While the companions stop to attempt repairs on the rapidly worsening war wag, Doc and Michael surreptitiously depart. Doc intends to go back to the chron-jump section and attempt to send himself back in time to be reunited with his family, and has convinced Michael to assist him and be sent back as well. As they travel by foot Doc's mental state becomes increasingly unstable, with him often mistaking Michael for his long-dead wife Emily.

Meanwhile, Krysty is kidnapped by a group of highly organized, female mutants. Calling themselves "Midnight" because of their large, nocturnally adapted eyes, the group believe Krysty is the "fire-haired" leader mentioned in their group mythology who will free them from their subterranean existence. Krysty soon learns other, disturbing things about Midnight, particularly that they are an all female group by virtue of killing any male offspring, and also practice cannibalism, including on their doomed male infants.

In order to find Krysty's whereabouts, Ryan, J. B., Mildred, and Dean capture one member of a Midnight sec patrol.

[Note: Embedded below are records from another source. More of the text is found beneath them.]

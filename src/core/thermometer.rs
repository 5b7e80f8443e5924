//! Thermometer evaluator: grades precision from mean offset and spread

use tracing::trace;

use crate::core::evaluator::{ensure_readings, reading_value, SensorEvaluator};
use crate::types::{EvalError, EvalResult, ReferenceEnvironment, Verdict};
use crate::{
    ULTRA_PRECISE_MEAN_TOLERANCE, ULTRA_PRECISE_STD_DEV_LIMIT,
    VERY_PRECISE_MEAN_TOLERANCE, VERY_PRECISE_STD_DEV_LIMIT,
};

/// Grades thermometers as ultra precise, very precise or precise
#[derive(Debug, Default, Clone, Copy)]
pub struct ThermometerEvaluator;

impl ThermometerEvaluator {
    /// Create new evaluator
    pub fn new() -> Self {
        Self
    }

    /// Pick the tier for a mean offset and standard deviation.
    /// First matching tier wins; deviation ceilings are strict.
    pub fn classify(mean_inaccuracy: f64, std_dev: f64) -> Verdict {
        if mean_inaccuracy <= ULTRA_PRECISE_MEAN_TOLERANCE && std_dev < ULTRA_PRECISE_STD_DEV_LIMIT {
            Verdict::UltraPrecise
        } else if mean_inaccuracy <= VERY_PRECISE_MEAN_TOLERANCE && std_dev < VERY_PRECISE_STD_DEV_LIMIT {
            Verdict::VeryPrecise
        } else {
            Verdict::Precise
        }
    }
}

impl SensorEvaluator for ThermometerEvaluator {
    fn evaluate(&self, reference: &ReferenceEnvironment, readings: &[String]) -> EvalResult<Verdict> {
        ensure_readings(readings, "thermometer")?;

        let values = readings
            .iter()
            .map(|line| {
                reading_value(line)?
                    .parse::<f64>()
                    .map_err(|_| EvalError::InvalidReadingValue {
                        line: line.clone(),
                        expected: "a decimal temperature",
                    })
            })
            .collect::<EvalResult<Vec<f64>>>()?;

        let (mean, std_dev) = mean_and_std_dev(&values);
        let mean_inaccuracy = (reference.temperature - mean).abs();
        trace!(mean, std_dev, mean_inaccuracy, "thermometer statistics");

        Ok(Self::classify(mean_inaccuracy, std_dev))
    }
}

/// Mean and sample standard deviation from running sums of x and x².
///
/// A single value has a deviation of exactly 0. Cancellation can push the
/// variance a hair below zero for identical values, giving a NaN deviation
/// that fails every tier ceiling.
pub fn mean_and_std_dev(values: &[f64]) -> (f64, f64) {
    let (sum, sum_sq) = values
        .iter()
        .fold((0.0_f64, 0.0_f64), |(s, sq), &x| (s + x, sq + x * x));

    let n = values.len() as f64;
    let mean = sum / n;

    if values.len() == 1 {
        return (mean, 0.0);
    }

    let variance = (sum_sq - (sum * sum) / n) * (1.0 / (n - 1.0));
    (mean, variance.sqrt())
}

// =============================================================================
// TESTS
// =============================================================================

Though initially resistant to interrogation by Ryan, the captured woman reveals the necessary information when Mildred "persuades" her using her extensive medical knowledge and a scalpel. Shaken but resolved, the group heads to the mutants' lair to rescue Krysty. During the initial assault Dean is separated from the group, eventually captured and placed in the same cell as Krysty. With someone there to help her afterward, Krysty calls upon her enhanced strength to break the chains binding both her and Dean. Dean kills the arriving pair of guards, recovering his and Krysty's weapons in the process, and helps the severely weakened woman make her escape. After a brief gunfight most of the Midnight leadership are killed, and the group reunites and flees to the surface.

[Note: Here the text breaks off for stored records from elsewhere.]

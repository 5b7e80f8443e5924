//! Reference room environment

use serde::{Deserialize, Serialize};

/// The stable environment a room was held at while sensors were logging.
///
/// Parsed once from the first log line and shared read-only with every
/// evaluator during a run.
#[derive(Debug, Clone, Copy, PartialEq, Serialize, Deserialize)]
pub struct ReferenceEnvironment {
    /// Temperature in degrees Celsius
    pub temperature: f64,
    /// Relative humidity, 0-100 inclusive
    pub humidity: f64,
    /// Carbon monoxide concentration in ppm
    pub co_concentration: i32,
}

impl ReferenceEnvironment {
    /// Create a reference environment from known values
    pub fn new(temperature: f64, humidity: f64, co_concentration: i32) -> Self {
        Self {
            temperature,
            humidity,
            co_concentration,
        }
    }
}

impl std::fmt::Display for ReferenceEnvironment {
    fn fmt(&self, f: &mut std::fmt::Formatter<'_>) -> std::fmt::Result {
        write!(
            f,
            "{} {} {} {}",
            crate::REFERENCE_TAG,
            self.temperature,
            self.humidity,
            self.co_concentration
        )
    }
}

The companions make their way to the redoubt, and find Michael and Doc in the chron-jump facility, prepared for a jump whose countdown is fast approaching execution. The machinery is obviously malfunctioning, but Doc refuses to leave the jump chamber, protected by Michael and holding the group at gunpoint. Ryan manages to disable Michael by faking a stagger and then kicking him in the groin, and Mildred disarms Doc by shooting a support on the chamber's lid, knocking the weapon from his hand when the lid swings down. They manage to drag Doc from the chamber a few seconds before the jump executes, whereupon the chamber malfunctions spectacularly and bursts into flames. Doc apologizes profusely for his behavior, which the group accepts.

After some time to recover, the companions make their way to the MAT-TRANS chamber; Michael accompanies them. Ryan closes the door and initiates the jump.

==Cultural references==
- J.B.'s knowledge of vehicles is said to have come (in part) from a book he found in the ruins of a store called "Needful Things".
- One of the mailboxes Michael throws a rock at is labeled with the name "Floyd Thursby", the name given to Sam Spade of the person he is to follow at the beginning of The Maltese Falcon.
- Shortly before separating from his friends, Doc Tanner spends some time reading a book of collected lyrics and poetry from Bob Dylan.